use js_sys::Function;
use wasm_bindgen::{prelude::*, JsCast};
use web_sys::{Geolocation, PositionOptions};

use obcine_core::{Crs, GeolocationError, Projector};

use crate::{common::*, session::{status_view, update_from_lon_lat, SharedSession}};

/// A `navigator.geolocation.watchPosition` subscription feeding the session.
#[wasm_bindgen]
pub struct WasmTracking {
    geolocation: Geolocation,
    watch_id: Option<i32>,
    _on_position: Closure<dyn FnMut(JsValue)>,
    _on_error: Closure<dyn FnMut(JsValue)>,
}

impl WasmTracking {
    pub(crate) fn start(session: SharedSession, on_update: Function) -> Result<WasmTracking, JsValue> {
        let window = web_sys::window().ok_or_else(|| js_err("no global window"))?;
        let geolocation = match window.navigator().geolocation() {
            Ok(geolocation) => geolocation,
            Err(e) => {
                // No geolocation on this host: report it like any other error.
                session.borrow_mut().position_error(GeolocationError::Unsupported);
                let view = to_js(&status_view(&session.borrow()));
                notify(&on_update, view);
                return Err(e);
            }
        };

        let map_crs = session.borrow().config().map_crs;
        let projector = Projector::new(Crs::Wgs84, map_crs).map_err(js_err)?;

        let on_position = {
            let session = session.clone();
            let on_update = on_update.clone();
            Closure::<dyn FnMut(JsValue)>::new(move |position: JsValue| {
                let updated = position_lon_lat(&position)
                    .and_then(|(lon, lat)| update_from_lon_lat(&session, &projector, lon, lat));
                match updated {
                    Ok(()) => {
                        let view = to_js(&status_view(&session.borrow()));
                        notify(&on_update, view);
                    }
                    Err(e) => web_sys::console::error_1(&js_err(format!("{e:#}"))),
                }
            })
        };

        let on_error = Closure::<dyn FnMut(JsValue)>::new(move |error: JsValue| {
            session.borrow_mut().position_error(GeolocationError::from_code(error_code(&error)));
            let view = to_js(&status_view(&session.borrow()));
            notify(&on_update, view);
        });

        let options = PositionOptions::new();
        options.set_enable_high_accuracy(true);
        let watch_id = geolocation.watch_position_with_error_callback_and_options(
            on_position.as_ref().unchecked_ref(),
            Some(on_error.as_ref().unchecked_ref()),
            &options,
        )?;

        Ok(WasmTracking { geolocation, watch_id: Some(watch_id), _on_position: on_position, _on_error: on_error })
    }

    fn clear(&mut self) {
        if let Some(id) = self.watch_id.take() {
            self.geolocation.clear_watch(id);
        }
    }
}

#[wasm_bindgen]
impl WasmTracking {
    pub fn is_tracking(&self) -> bool { self.watch_id.is_some() }

    pub fn stop(&mut self) { self.clear(); }
}

impl Drop for WasmTracking {
    fn drop(&mut self) { self.clear(); }
}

═══

● Required action
Every record above should be copied exactly.

● Result of this task
use js_sys::Function;
use wasm_bindgen::{prelude::*, JsCast};
use web_sys::{Geolocation, PositionOptions};

use obcine_core::{Crs, GeolocationError, Projector};

use crate::{common::*, session::{status_view, update_from_lon_lat, SharedSession}};

/// A `navigator.geolocation.watchPosition` subscription feeding the session.
#[wasm_bindgen]
pub struct WasmTracking {
    geolocation: Geolocation,
    watch_id: Option<i32>,
    _on_position: Closure<dyn FnMut(JsValue)>,
    _on_error: Closure<dyn FnMut(JsValue)>,
}

impl WasmTracking {
    pub(crate) fn start(session: SharedSession, on_update: Function) -> Result<WasmTracking, JsValue> {
        let window = web_sys::window().ok_or_else(|| js_err("no global window"))?;
        let geolocation = match window.navigator().geolocation() {
            Ok(geolocation) => geolocation,
            Err(e) => {
                // No geolocation on this host: report it like any other error.
                session.borrow_mut().position_error(GeolocationError::Unsupported);
                let view = to_js(&status_view(&session.borrow()));
                notify(&on_update, view);
                return Err(e);
            }
        };

        let map_crs = session.borrow().config().map_crs;
        let projector = Projector::new(Crs::Wgs84, map_crs).map_err(js_err)?;

        let on_position = {
            let session = session.clone();
            let on_update = on_update.clone();
            Closure::<dyn FnMut(JsValue)>::new(move |position: JsValue| {
                let updated = position_lon_lat(&position)
                    .and_then(|(lon, lat)| update_from_lon_lat(&session, &projector, lon, lat));
                match updated {
                    Ok(()) => {
                        let view = to_js(&status_view(&session.borrow()));
                        notify(&on_update, view);
                    }
                    Err(e) => web_sys::console::error_1(&js_err(format!("{e:#}"))),
                }
            })
        };

        let on_error = Closure::<dyn FnMut(JsValue)>::new(move |error: JsValue| {
            session.borrow_mut().position_error(GeolocationError::from_code(error_code(&error)));
            let view = to_js(&status_view(&session.borrow()));
            notify(&on_update, view);
        });

        let options = PositionOptions::new();
        options.set_enable_high_accuracy(true);
        let watch_id = geolocation.watch_position_with_error_callback_and_options(
            on_position.as_ref().unchecked_ref(),
            Some(on_error.as_ref().unchecked_ref()),
            &options,
        )?;

        Ok(WasmTracking { geolocation, watch_id: Some(watch_id), _on_position: on_position, _on_error: on_error })
    }

    fn clear(&mut self) {
        if let Some(id) = self.watch_id.take() {
            self.geolocation.clear_watch(id);
        }
    }
}

#[wasm_bindgen]
impl WasmTracking {
    pub fn is_tracking(&self) -> bool { self.watch_id.is_some() }

    pub fn stop(&mut self) { self.clear(); }
}

impl Drop for WasmTracking {
    fn drop(&mut self) { self.clear(); }
}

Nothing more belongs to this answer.